I know that I am one for happiness and all that, especially with me going through my own metamorphasis. But I am at a hault. It’s like a physical wirter’s block. Here I am at the start of a life altering career-change, free of an abusive relationship, content finally at being a single mom, happy with my sexuality for once, far from financial burden (well at least some)…anyway, after all of this I am stuck doing what I do best. Habitual Procrastinating. You could even call it running away but I don’t know. To those who know me best would hear me all positive if this dilema was emmiting from someone other than me.
My therapist has said that in the past I have run from things in fear of something. One time she asked me why do I think I do it? Fear of failure? I don’t know yet but it’s overwhelming at times. What brought this on? Why am I second-guessing myself? Who the fuck knows? When I had nothing to lose, I was willing to risk that nothing for something…I was for once dreaming. Now that I have something, I am afraid to risk it and the dreaming has stopped.

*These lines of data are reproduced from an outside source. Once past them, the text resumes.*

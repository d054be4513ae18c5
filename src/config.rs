use std::env;
use std::net::SocketAddr;
use std::path::Path;

use config::{Config, ConfigError, Environment, File};
use serde::Deserialize;
use tracing::info;
use tracing_subscriber::{fmt, EnvFilter};

const CONFIG_DIR: &str = "config";
const DEFAULT_ENV: &str = "development";
const DEFAULT_LOG_LEVEL: &str = "info";

#[derive(Debug, thiserror::Error)]
pub enum AppConfigError {
    #[error("failed to load configuration: {0}")]
    Load(#[from] ConfigError),

    #[error("invalid bind address: {0}")]
    BindAddr(String),
}

/// Application configuration, layered from built-in defaults, optional
/// `config/*.toml` files and `APP__*` environment variables.
#[derive(Debug, Clone, Deserialize)]
pub struct AppConfig {
    pub database_url: String,
    pub host: String,
    pub port: u16,
    pub environment: String,
    pub log_level: String,
    /// Run embedded migrations on startup
    pub auto_migrate: bool,

    pub db_max_connections: u32,
    pub db_min_connections: u32,
    pub db_connect_timeout_secs: u64,
    pub db_acquire_timeout_secs: u64,
    pub db_idle_timeout_secs: u64,
}

impl AppConfig {
    pub fn new(database_url: String, host: String, port: u16, environment: String) -> Self {
        Self {
            database_url,
            host,
            port,
            environment,
            log_level: DEFAULT_LOG_LEVEL.to_string(),
            auto_migrate: false,
            db_max_connections: 10,
            db_min_connections: 1,
            db_connect_timeout_secs: 30,
            db_acquire_timeout_secs: 8,
            db_idle_timeout_secs: 600,
        }
    }

    pub fn is_development(&self) -> bool {
        self.environment == DEFAULT_ENV
    }

    pub fn bind_addr(&self) -> Result<SocketAddr, AppConfigError> {
        format!("{}:{}", self.host, self.port)
            .parse()
            .map_err(|_| AppConfigError::BindAddr(format!("{}:{}", self.host, self.port)))
    }
}

/// Initializes the global tracing subscriber. `RUST_LOG` overrides the
/// configured level when set.
pub fn init_tracing(log_level: &str) {
    let filter =
        EnvFilter::try_from_default_env().unwrap_or_else(|_| EnvFilter::new(log_level.to_string()));
    let _ = fmt().with_env_filter(filter).try_init();
}

/// Loads application configuration
///
/// Layers configuration sources in this order:
/// 1. Built-in defaults
/// 2. Default config (config/default.toml)
/// 3. Environment-specific config (config/{env}.toml)
/// 4. Environment variables (APP_*)
pub fn load_config() -> Result<AppConfig, AppConfigError> {
    let run_env = env::var("RUN_ENV")
        .or_else(|_| env::var("APP_ENV"))
        .unwrap_or_else(|_| DEFAULT_ENV.to_string());
    info!("Loading configuration for environment: {}", run_env);

    if !Path::new(CONFIG_DIR).exists() {
        info!(
            "Config directory '{}' not found; relying on built-in defaults and environment variables",
            CONFIG_DIR
        );
    }

    let config = Config::builder()
        .set_default("database_url", "sqlite://fulfilment.db?mode=rwc")?
        .set_default("host", "0.0.0.0")?
        .set_default("port", 8080)?
        .set_default("environment", DEFAULT_ENV)?
        .set_default("log_level", DEFAULT_LOG_LEVEL)?
        .set_default("auto_migrate", true)?
        .set_default("db_max_connections", 10)?
        .set_default("db_min_connections", 1)?
        .set_default("db_connect_timeout_secs", 30)?
        .set_default("db_acquire_timeout_secs", 8)?
        .set_default("db_idle_timeout_secs", 600)?
        .add_source(File::with_name(&format!("{}/default", CONFIG_DIR)).required(false))
        .add_source(File::with_name(&format!("{}/{}", CONFIG_DIR, run_env)).required(false))
        .add_source(Environment::with_prefix("APP").separator("__"))
        .build()?;

    let app_config: AppConfig = config.try_deserialize()?;

    info!("Configuration loaded successfully");
    Ok(app_config)
}

#[cfg(test)]
mod tests {
    use super::*;

    #[test]
    fn bind_addr_parses_host_and_port() {
        let cfg = AppConfig::new(
            "sqlite::memory:".into(),
            "127.0.0.1".into(),
            18_080,
            "test".into(),
        );
        assert_eq!(cfg.bind_addr().unwrap().port(), 18_080);
    }

    #[test]
    fn bind_addr_rejects_garbage_host() {
        let cfg = AppConfig::new(
            "sqlite::memory:".into(),
            "not a host".into(),
            8080,
            "test".into(),
        );
        assert!(cfg.bind_addr().is_err());
    }
}
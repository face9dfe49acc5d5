//! Declarative command catalog.
//!
//! A catalog maps endpoint paths and verbs to command definitions. It is
//! parsed and validated once into a [`Registry`] that the dispatch engine
//! reads from.
//!
//! # Modules
//!
//! | Module | Description |
//! |--------|-------------|
//! | `definition` | Typed definitions, parameters, type descriptors |
//! | `registry` | Catalog loading and lookup |
//! | `template` | `:variable` path templates |

// ============================================================================
// Submodules
// ============================================================================

/// Typed command definitions.
pub mod definition;

/// Catalog loading and lookup.
pub mod registry;

/// Path templates.
pub mod template;

// ============================================================================
// Re-exports
// ============================================================================

pub use definition::{
    CommandDefinition, Method, Parameter, ReturnDescriptor, TypeDescriptor, ValueKind,
};
pub use registry::Registry;
pub use template::{PathTemplate, Segment};
//! WebDriver dispatch - catalog-driven command engine.
//!
//! This library turns a declarative catalog of WebDriver endpoints into
//! validated, callable commands and picks the right implementation for each
//! call from the session's capabilities.
//!
//! # Architecture
//!
//! The engine sits between callers and two transports:
//!
//! - **Request/Response (Classic)**: one HTTP call per command
//! - **Session Channel (BiDi)**: named calls over a persistent WebSocket
//!
//! Key design principles:
//!
//! - The catalog is parsed and checked once into a read-only [`Registry`]
//! - Arguments are validated before any transport use
//! - Each command resolves to one [`Strategy`]: simple, guarded, or composite
//! - Sessions own their transports; the engine only borrows them per call
//!
//! # Quick Start
//!
//! ```no_run
//! use std::sync::Arc;
//!
//! use serde_json::json;
//! use webdriver_dispatch::{Arguments, DispatchEngine, HttpTransport, Registry, Result, Session, SessionId};
//!
//! #[tokio::main]
//! async fn main() -> Result<()> {
//!     let engine = DispatchEngine::new(Arc::new(Registry::webdriver()?));
//!
//!     let http = Arc::new(HttpTransport::new("http://127.0.0.1:4444")?);
//!     let id = SessionId::new("4f2c1d").expect("non-empty session id");
//!     let session = Session::classic(id, http);
//!
//!     engine
//!         .invoke(&session, "navigateTo", Arguments::from(json!({ "url": "https://example.com" })))
//!         .await?;
//!     let title = engine.invoke(&session, "getTitle", Arguments::None).await?;
//!     println!("Page title: {title}");
//!
//!     let window = engine
//!         .invoke(&session, "newWindow", Arguments::positional(["https://example.org"]))
//!         .await?;
//!     println!("Opened: {window}");
//!
//!     Ok(())
//! }
//! ```
//!
//! # Modules
//!
//! | Module | Description |
//! |--------|-------------|
//! | [`catalog`] | Command definitions and the [`Registry`] |
//! | [`dispatch`] | Validation, path resolution, strategies, [`DispatchEngine`] |
//! | [`error`] | Error types and [`Result`] alias |
//! | [`identifiers`] | Type-safe ID wrappers |
//! | [`protocol`] | BiDi frame types |
//! | [`session`] | Session descriptor and capabilities |
//! | [`transport`] | HTTP and WebSocket adapters |

// ============================================================================
// Modules
// ============================================================================

/// Declarative command catalog.
///
/// Use [`Registry::webdriver()`] for the bundled W3C catalog or
/// [`Registry::from_json_str`] for your own.
pub mod catalog;

/// Command dispatch.
///
/// [`DispatchEngine::invoke`] is the caller-facing entry point.
pub mod dispatch;

/// Error types and result aliases.
///
/// All fallible operations return [`Result<T>`] which uses [`Error`].
pub mod error;

/// Type-safe identifiers.
///
/// Newtype wrappers prevent mixing incompatible IDs at compile time.
pub mod identifiers;

/// BiDi protocol frame types.
pub mod protocol;

/// Session descriptor consulted at every dispatch.
pub mod session;

/// Transport adapters.
///
/// HTTP request/response and WebSocket session channel.
pub mod transport;

// ============================================================================
// Re-exports
// ============================================================================

// Catalog types
pub use catalog::{CommandDefinition, Method, Parameter, Registry, ReturnDescriptor, TypeDescriptor};

// Dispatch types
pub use dispatch::{
    Arguments, CommandResolver, Composite, DispatchEngine, EngineBuilder, ExtraArguments,
    HandlePolling, Strategy, ValidatedArgs, ValidatedCall,
};

// Error types
pub use error::{Error, Restriction, Result};

// Identifier types
pub use identifiers::{CommandId, SessionId, WindowHandle};

// Session types
pub use session::{ProtocolMode, Session, SessionCapabilities};

// Transport types
pub use transport::{
    ChannelOptions, EventHandler, Exchange, HttpTransport, HttpTransportOptions, RequestTransport,
    SessionChannel, TransportHandle, WebSocketChannel,
};
// ============================================================================
// Tests
// ============================================================================

#[cfg(test)]
mod tests {
    use super::*;

    use std::io::Write;

    const SMALL_CATALOG: &str = r#"{
        "/session/:sessionId/element/:elementId/attribute/:name": {
            "GET": {
                "command": "getElementAttribute",
                "variables": [
                    "sessionId",
                    { "name": "elementId", "description": "element to read" },
                    "name"
                ],
                "returns": { "type": "string", "name": "attribute" }
            }
        },
        "/session/:sessionId/url": {
            "GET": { "command": "getUrl", "variables": ["sessionId"] },
            "POST": {
                "command": "navigateTo",
                "variables": ["sessionId"],
                "parameters": [{ "name": "url", "type": "string", "required": true }]
            }
        }
    }"#;

    #[test]
    fn test_load_small_catalog() {
        let registry = Registry::from_json_str(SMALL_CATALOG).expect("load");
        assert_eq!(registry.len(), 3);

        let nav = registry.require("navigateTo").expect("navigateTo");
        assert_eq!(nav.method, Method::Post);
        assert_eq!(nav.variables(), &["sessionId"]);
        assert!(nav.parameter("url").is_some_and(|p| p.required));

        let attr = registry.require("getElementAttribute").expect("attr");
        assert_eq!(attr.variables(), &["sessionId", "elementId", "name"]);
    }

    #[test]
    fn test_unknown_command() {
        let registry = Registry::from_json_str(SMALL_CATALOG).expect("load");
        assert!(matches!(
            registry.require("nope"),
            Err(Error::UnknownCommand { .. })
        ));
    }

    #[test]
    fn test_undeclared_placeholder_rejected() {
        let catalog = r#"{ "/session/:sessionId/element/:elementId/text": {
            "GET": { "command": "getElementText" }
        } }"#;
        let err = Registry::from_json_str(catalog).unwrap_err();
        assert!(err.to_string().contains(":elementId"), "{err}");
    }

    #[test]
    fn test_session_placeholder_may_be_undeclared() {
        let catalog = r#"{
            "/session/:sessionId/sauce/ondemand/mock/:mockId": {
                "GET": {
                    "command": "getMockCalls",
                    "variables": [{ "name": "mockId", "description": "the id of the mock" }],
                    "returns": { "type": "object[]", "name": "requests" }
                }
            },
            "/session/:sessionId/title": { "GET": { "command": "getTitle" } }
        }"#;

        let registry = Registry::from_json_str(catalog).expect("load");
        let mock = registry.require("getMockCalls").expect("getMockCalls");
        assert_eq!(mock.variables(), &["sessionId", "mockId"]);
        let title = registry.require("getTitle").expect("getTitle");
        assert_eq!(title.variables(), &["sessionId"]);
    }

    #[test]
    fn test_extra_variable_rejected() {
        let catalog = r#"{ "/status": { "GET": { "command": "status", "variables": ["sessionId"] } } }"#;
        let err = Registry::from_json_str(catalog).unwrap_err();
        assert!(err.to_string().contains("not a placeholder"), "{err}");
    }

    #[test]
    fn test_duplicate_name_rejected() {
        let catalog = r#"{
            "/a": { "GET": { "command": "same" } },
            "/b": { "GET": { "command": "same" } }
        }"#;
        let err = Registry::from_json_str(catalog).unwrap_err();
        assert!(err.to_string().contains("duplicate command"), "{err}");
    }

    #[test]
    fn test_bad_method_and_type_rejected() {
        let bad_method = r#"{ "/a": { "PATCH": { "command": "a" } } }"#;
        assert!(Registry::from_json_str(bad_method).is_err());

        let bad_type = r#"{ "/a": { "POST": {
            "command": "a",
            "parameters": [{ "name": "x", "type": "widget" }]
        } } }"#;
        assert!(matches!(
            Registry::from_json_str(bad_type),
            Err(Error::Catalog { .. })
        ));
    }

    #[test]
    fn test_parameter_shadowing_variable_rejected() {
        let catalog = r#"{ "/a/:id": { "POST": {
            "command": "a",
            "variables": ["id"],
            "parameters": [{ "name": "id", "type": "string" }]
        } } }"#;
        assert!(Registry::from_json_str(catalog).is_err());
    }

    #[test]
    fn test_from_path() {
        let mut file = tempfile::NamedTempFile::new().expect("temp file");
        file.write_all(SMALL_CATALOG.as_bytes()).expect("write");

        let registry = Registry::from_path(file.path()).expect("load");
        assert!(registry.contains("getUrl"));
    }

    #[test]
    fn test_bundled_catalog_loads() {
        let registry = Registry::webdriver().expect("bundled catalog");
        for name in [
            "navigateTo",
            "getWindowHandles",
            "switchToWindow",
            "executeScript",
        ] {
            assert!(registry.contains(name), "missing {name}");
        }
    }

    #[test]
    fn test_bundled_catalog_variables_are_bijective() {
        let registry = Registry::webdriver().expect("bundled catalog");
        for definition in registry.iter() {
            let placeholders: Vec<String> = definition
                .path
                .as_str()
                .split('/')
                .filter_map(|s| s.strip_prefix(':'))
                .map(str::to_string)
                .collect();
            assert_eq!(definition.variables(), placeholders.as_slice());
            assert!(
                placeholders.is_empty() || placeholders[0] == SESSION_VARIABLE,
                "{}",
                definition.name
            );
        }
    }
}
//! WebDriver BiDi message types.
//!
//! This module defines the frames exchanged over a session channel.
//!
//! # Protocol Overview
//!
//! | Message Type | Direction | Purpose |
//! |--------------|-----------|---------|
//! | `Request` | Local → Remote | Command with integer `id` |
//! | `Response` | Remote → Local | `success` or `error` reply for an `id` |
//! | `Event` | Remote → Local | Unsolicited notification |
//!
//! # Command Naming
//!
//! Commands follow `module.methodName` format:
//!
//! - `browsingContext.create`
//! - `browsingContext.navigate`
//!
//! # Modules
//!
//! | Module | Description |
//! |--------|-------------|
//! | `command` | Typed commands used by composite strategies |
//! | `event` | Event frames |
//! | `request` | Request and Response frames |

// ============================================================================
// Submodules
// ============================================================================

/// Typed BiDi commands.
pub mod command;

/// Event frames.
pub mod event;

/// Request and Response frames.
pub mod request;

// ============================================================================
// Re-exports
// ============================================================================

pub use command::{BrowsingContextCommand, ChannelCall, ContextType};
pub use event::Event;
pub use request::{Request, Response, ResponseType};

I stand here with a book ready to be produced and published…expenses already paid for and what is the hold up you ask? ME. I have yet to mail the damn edited manuscript. Am I afraid that people will hate it? I don’t know. How have I lost confidence? Not sure. Whatever the issue, I need to suck it up. I know you’re sitting there like is this bitch crazy? I mean after struggling to raise a child on my own for the last 5 years, you’d think that I’d be able to conquer anything. If I had to go to my boss and put my 2 weeks in after the success of my book I’ve been haunted by for half a decade, I probably wouldn’t.
Right now I Sher’rei is screaming dumb bitch as if watching a horror movie where the damsel in distress runs away from a monster upstairs into a death trap instead out of the front door. And here I am confused like a deer in headlights. Sorry for the analogy but it’s the best I got.
Writing again has made me so happy that I can jump on the bed laughing like a child. But oddly the plots are weakening. My storylines are strong and anticipated but the intricate plots within them are kinda watered down. I realize now that I did my best work when the rose-colored glasses weren’t on my face. funny, the happy Rose is running out of tales to tell but the depressed me was sooo inspired. I fear that this will never change. I met a woman who turns me on yet, thrills me…and for the first time in like…ever, I am afraid if the feeling is mutual.
I can’t stop second-guessing everything.
Sometime soon, I’m gonna bitch-slap myself, mail my manuscript, confess my feelings of being enamored (which I think i may have already…well at least confirm them) and pull it together. The one time I seem to be taking myself seriously is the one time I bitch up…LMAO.
Don’t worry people the correct me will be in order shortly.